» Assignment:
From the entries below, copy every line holding the word "filename".

[Dataset entries]
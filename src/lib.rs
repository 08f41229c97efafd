//! Condition-tree to query-filter compiler for document databases, plus a thin repository
//! façade that hands compiled filters, sort clauses and update documents to a driver.
//!
//! ```
//! use docfilter::query::{compile, CompareOperator, Condition, FilterExpression};
//!
//! let filter = FilterExpression::new(Condition::and(vec![
//!     Condition::number("age", CompareOperator::GreaterThan, 18),
//!     Condition::text("name", CompareOperator::Equal, "Alice"),
//! ]));
//! assert_eq!(
//!     compile(&filter).unwrap(),
//!     r#"{ $and : [ { "age" : { $gt: 18 } },{ "name" : { $eq: "Alice" } } ] }"#
//! );
//! ```

pub mod cli;
pub mod client;
pub mod config;
pub mod errors;
pub mod query;
pub mod utils;

pub use client::{AsyncDocumentDriver, DocumentDriver, Entity, FindOptions, Repository};
pub use errors::FilterError;

/// Initializes logging from `log4rs.yaml`.
///
/// # Errors
/// Returns an error if the logging configuration cannot be loaded.
pub fn init() -> Result<(), Box<dyn std::error::Error>> {
    utils::logger::init()?;
    Ok(())
}
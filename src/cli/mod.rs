mod command;
mod runner;

pub use command::Command;
pub use runner::{OutputMode, run};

» Expected answer:
filename src/lib.rs
filename src/cli/mod.rs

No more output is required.